Wednesday, June 6, 2012

Duck Dog

Burning old bales
It wasn't the first day I'd've picked for lighting a fire, but it's been so powerfully windy for so many days that I guess the boys figured they'd better go ahead and get one more job out of the way.

Today I think they're seeding; at any rate, they're coming in here expecting lunch at 12:30 so I'd better mosey on to the kitchen. I've got to put my small but powerful brain to work and come up with an accompaniment to the sausages Scott laid on the countertop when he tendered his hurried request.

Meanwhile, it's a dog's life:

Sara swims after some ducks

She has actually caught them sometimes; it takes them a while to get enough lift, and Sara jumps when she gets close, and ... I have made her let a duck go, and watched it slink away over the water.

Tuesday, June 5, 2012

Those Were the Days

Out of Order

"You just want to be outside all day!" my sister Joan said to me one time she was here. It was spring and the ubiquitous woodticks had her freaked out, and I had flower fever and was impatient to get the bedding plants into the ground.

Outdoors these days I've been reminded of my earliest memories of contentment. As small children my sister Karen and I spent time at Grandma & Grandpa Bensons' farm, where water for drinking, cooking, laundry and dishes was pumped by hand into a sink in the house, and the outhouse was just beyond the clothesline, from whose posts hung a rope-and-board swing at both ends. We'd lie cosy under warm blankets while Grandpa got a fire going in the cookstove for breakfast. Kitchen cupboards weren't built in like they are today, but were tall cabinets that stood on the floor.

 The screen door would click shut many times throughout the day and on the step, in the sun, the flies buzzed lazily. A bare mattress hung on heavy chains between two tall spruce trees and we lounged on that makeshift hammock for many hours. Karen carried a hen around. There was a toy cupboard in the living room; there was a painted clown with a round bottom, so that it wouldn't tip. We ate Hostess potato chips and were excited about the plastic disks with stickers on them (images of cars?) that we found in the bottom of the bag.

Those were the days. Or as my friend Maggie calls 'em, the "goodle" days.

Sunday, June 3, 2012

Bull Pen

"You lookin' at me?"

"What do you think of this earring?"

The bulls were moved over here to our pasture recently and happily so, as there's 30 acres of fresh, untouched green grass for them to pig out on. If you don't count the water, and we've got lots of it in every direction this year; but they like to wade into that to find new shoots, too.

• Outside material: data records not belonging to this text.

//! Package-registry discoverers and download counters.
//!
//! npm exposes a JSON keyword-search endpoint with offset pagination; PyPI
//! only has an HTML search page, so hits are scraped and then hydrated with
//! one JSON package-detail call each. Both map packages back to GitHub repos
//! through their declared repository URL; packages without one are dropped.

use std::collections::HashSet;

use anyhow::Result;
use scraper::{Html, Selector};
use serde::Deserialize;

use crate::fetcher::{Deadline, HttpFetcher};
use crate::types::{ArtifactType, Candidate};

const NPM_PAGE_SIZE: usize = 50;
const MAX_SEARCH_PAGES: usize = 5;

pub fn default_npm_queries() -> Vec<(String, ArtifactType)> {
    vec![
        ("mcp server".into(), ArtifactType::McpServer),
        ("claude skill".into(), ArtifactType::Skill),
        ("n8n-nodes".into(), ArtifactType::WorkflowNode),
        ("langchain tool".into(), ArtifactType::FrameworkTool),
    ]
}

pub fn default_pypi_queries() -> Vec<(String, ArtifactType)> {
    vec![
        ("mcp server".into(), ArtifactType::McpServer),
        ("langchain tool".into(), ArtifactType::FrameworkTool),
    ]
}

#[derive(Debug, Deserialize)]
struct NpmSearchResponse {
    #[serde(default)]
    objects: Vec<NpmSearchObject>,
}

#[derive(Debug, Deserialize)]
struct NpmSearchObject {
    package: NpmPackage,
}

#[derive(Debug, Deserialize)]
struct NpmPackage {
    name: String,
    description: Option<String>,
    #[serde(default)]
    links: NpmLinks,
}

#[derive(Debug, Default, Deserialize)]
struct NpmLinks {
    repository: Option<String>,
}

#[derive(Debug, Deserialize)]
struct NpmDownloads {
    downloads: u64,
}

#[derive(Debug, Deserialize)]
struct PypiDetail {
    info: PypiInfo,
}

#[derive(Debug, Deserialize)]
struct PypiInfo {
    summary: Option<String>,
    home_page: Option<String>,
    #[serde(default)]
    project_urls: Option<std::collections::HashMap<String, String>>,
}

#[derive(Debug, Deserialize)]
struct PypiStats {
    data: PypiStatsData,
}

#[derive(Debug, Deserialize)]
struct PypiStatsData {
    #[serde(default)]
    last_week: u64,
}

pub struct RegistryClient {
    fetcher: HttpFetcher,
}

impl RegistryClient {
    pub fn new(fetcher: HttpFetcher) -> Self {
        Self { fetcher }
    }

    /// npm keyword search, paged by offset until a short page.
    pub async fn search_npm(
        &self,
        term: &str,
        hint: ArtifactType,
        limit: usize,
        deadline: Deadline,
        seen: &mut HashSet<String>,
    ) -> Result<Vec<Candidate>> {
        let mut out = Vec::new();
        for page in 0..MAX_SEARCH_PAGES {
            if deadline.expired() || out.len() >= limit {
                break;
            }
            let url = format!(
                "https://registry.npmjs.org/-/v1/search?text={}&size={}&from={}",
                term.replace(' ', "+"),
                NPM_PAGE_SIZE,
                page * NPM_PAGE_SIZE
            );
            let value = match self.fetcher.get_json(&url, &[]).await {
                Ok(v) => v,
                Err(e) => {
                    eprintln!("  \x1b[33m..\x1b[0m npm search \"{}\" stopped: {}", term, e);
                    break;
                }
            };
            let parsed: NpmSearchResponse =
                serde_json::from_value(value).unwrap_or(NpmSearchResponse { objects: vec![] });
            if parsed.objects.is_empty() {
                break;
            }
            let short_page = parsed.objects.len() < NPM_PAGE_SIZE;
            for obj in parsed.objects {
                let Some(repo_id) = obj
                    .package
                    .links
                    .repository
                    .as_deref()
                    .and_then(github_repo_from_url)
                else {
                    continue;
                };
                if seen.insert(crate::types::canonical_repo_id(&repo_id)) {
                    let mut c = Candidate::new(repo_id, hint);
                    c.description = obj.package.description;
                    out.push(c);
                }
            }
            if short_page {
                break;
            }
        }
        Ok(out)
    }

    /// PyPI search: scrape the HTML listing for package names, then follow up
    /// with one JSON detail call per hit to find the repository URL.
    pub async fn search_pypi(
        &self,
        term: &str,
        hint: ArtifactType,
        limit: usize,
        deadline: Deadline,
        seen: &mut HashSet<String>,
    ) -> Result<Vec<Candidate>> {
        let url = format!("https://pypi.org/search/?q={}", term.replace(' ', "+"));
        let html = match self.fetcher.get_text(&url, &[]).await {
            Ok(t) => t,
            Err(e) => {
                eprintln!("  \x1b[33m..\x1b[0m pypi search \"{}\" skipped: {}", term, e);
                return Ok(Vec::new());
            }
        };
        let names = scrape_pypi_names(&html);

        let mut out = Vec::new();
        for name in names {
            if deadline.expired() || out.len() >= limit {
                break;
            }
            let detail_url = format!("https://pypi.org/pypi/{}/json", name);
            let value = match self.fetcher.get_json(&detail_url, &[]).await {
                Ok(v) => v,
                Err(_) => continue,
            };
            let Ok(detail) = serde_json::from_value::<PypiDetail>(value) else {
                continue;
            };
            let Some(repo_id) = repo_from_pypi_info(&detail.info) else {
                continue;
            };
            if seen.insert(crate::types::canonical_repo_id(&repo_id)) {
                let mut c = Candidate::new(repo_id, hint);
                c.description = detail.info.summary.clone();
                out.push(c);
            }
        }
        Ok(out)
    }

    /// Weekly npm downloads for a package name. Best-effort: a missing
    /// package is 0, not an error.
    pub async fn npm_weekly_downloads(&self, package: &str) -> u64 {
        let url = format!("https://api.npmjs.org/downloads/point/last-week/{}", package);
        match self.fetcher.get_json(&url, &[]).await {
            Ok(v) => serde_json::from_value::<NpmDownloads>(v)
                .map(|d| d.downloads)
                .unwrap_or(0),
            Err(_) => 0,
        }
    }

    /// Weekly PyPI downloads via pypistats. Same best-effort contract.
    pub async fn pypi_weekly_downloads(&self, package: &str) -> u64 {
        let url = format!("https://pypistats.org/api/packages/{}/recent", package);
        match self.fetcher.get_json(&url, &[]).await {
            Ok(v) => serde_json::from_value::<PypiStats>(v)
                .map(|s| s.data.last_week)
                .unwrap_or(0),
            Err(_) => 0,
        }
    }

    /// Combined weekly downloads, guessing the package name from the repo
    /// name on both registries. The guess is unverified by design; a wrong
    /// guess just means 0.
    pub async fn weekly_downloads_for_repo(&self, repo_name: &str) -> u64 {
        if repo_name.is_empty() {
            return 0;
        }
        let npm = self.npm_weekly_downloads(repo_name).await;
        let pypi = self.pypi_weekly_downloads(repo_name).await;
        npm + pypi
    }
}

/// Pulls package names out of the PyPI search listing. Kept synchronous so
/// the parsed document never lives across an await.
fn scrape_pypi_names(html: &str) -> Vec<String> {
    let doc = Html::parse_document(html);
    let snippet = Selector::parse("a.package-snippet").expect("static selector");
    let name = Selector::parse("span.package-snippet__name").expect("static selector");
    let mut out = Vec::new();
    for link in doc.select(&snippet) {
        if let Some(n) = link.select(&name).next() {
            let text = n.text().collect::<String>().trim().to_string();
            if !text.is_empty() {
                out.push(text);
            }
        }
    }
    out
}

/// Extracts "owner/name" from a GitHub URL in any of the forms registries
/// carry: https, git+https, ssh, trailing .git, deep paths.
pub fn github_repo_from_url(url: &str) -> Option<String> {
    let idx = url.find("github.com")?;
    let rest = &url[idx + "github.com".len()..];
    let rest = rest.trim_start_matches([':', '/']);
    let mut parts = rest.split('/');
    let owner = parts.next()?.trim();
    let name = parts.next()?.trim().trim_end_matches(".git");
    if owner.is_empty() || name.is_empty() {
        return None;
    }
    // Strip URL fragments/queries clinging to the name segment.
    let name = name
        .split(['#', '?'])
        .next()
        .unwrap_or(name);
    Some(format!("{}/{}", owner, name))
}

fn repo_from_pypi_info(info: &PypiInfo) -> Option<String> {
    if let Some(urls) = &info.project_urls {
        for value in urls.values() {
            if let Some(repo) = github_repo_from_url(value) {
                return Some(repo);
            }
        }
    }
    info.home_page.as_deref().and_then(github_repo_from_url)
}

#[cfg(test)]
mod tests {
    use super::*;

    #[test]
    fn test_github_repo_from_url_forms() {
        assert_eq!(
            github_repo_from_url("https://github.com/foo/bar"),
            Some("foo/bar".into())
        );
        assert_eq!(
            github_repo_from_url("git+https://github.com/foo/bar.git"),
            Some("foo/bar".into())
        );
        assert_eq!(
            github_repo_from_url("https://github.com/foo/bar/tree/main/packages/x"),
            Some("foo/bar".into())
        );
        assert_eq!(
            github_repo_from_url("git@github.com:foo/bar.git"),
            Some("foo/bar".into())
        );
        assert_eq!(github_repo_from_url("https://gitlab.com/foo/bar"), None);
        assert_eq!(github_repo_from_url("https://github.com/"), None);
    }

    #[test]
    fn test_scrape_pypi_names() {
        let html = r#"
            <ul>
              <li><a class="package-snippet" href="/project/mcp-server-x/">
                <span class="package-snippet__name">mcp-server-x</span>
                <span class="package-snippet__version">0.3.1</span>
              </a></li>
              <li><a class="package-snippet" href="/project/other/">
                <span class="package-snippet__name"> other </span>
              </a></li>
            </ul>"#;
        let names = scrape_pypi_names(html);
        assert_eq!(names, vec!["mcp-server-x".to_string(), "other".to_string()]);
    }

    #[test]
    fn test_repo_from_pypi_info_prefers_project_urls() {
        let mut urls = std::collections::HashMap::new();
        urls.insert("Source".to_string(), "https://github.com/a/b".to_string());
        let info = PypiInfo {
            summary: None,
            home_page: Some("https://example.com".into()),
            project_urls: Some(urls),
        };
        assert_eq!(repo_from_pypi_info(&info), Some("a/b".into()));
    }
}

And the two of them get along like the best of buddies:

Saturday, June 2, 2012

Days Off

"runnin' like a white-assed deer" (lyric from a Joni M tune)

Emil wants to go a-gallavanting today. I seem to need more flowers. He wants to go visiting at Margo. I want to go to the greenhouse at Kelvington, where I haven't been yet this year.

But first, my walk.

Friday, June 1, 2012

Where'd the Day Go

Nearly Full Moon
In the Beginning:

• walk around yard in housecoat, with coffee mug in hand, admiring plants
• work in the a.m.
• men for lunch; throw leftovers together for supper casserole
• Emil to massage therapist; no other help for plugged-feeling ears, maybe this can make something move
• credit union (cash), hardware store (seed for red poppies and bachelor buttons; birdseed), post office
• BC fruit truck for nectarines and oranges
• groceries with Emil; he doesn't shop, but stalks the aisles for people he knows
• haul groceries into house (about 10 trips; the part I dislike)
• put groceries away (the part I like)
• heat casserole, eat w/Emil, run some out to Scott at 8pm

A late supper brought to the field
In the End:

• And now to bed, with Virginia Woolf! And an open window to listen to the birds and frogs on this mild evening.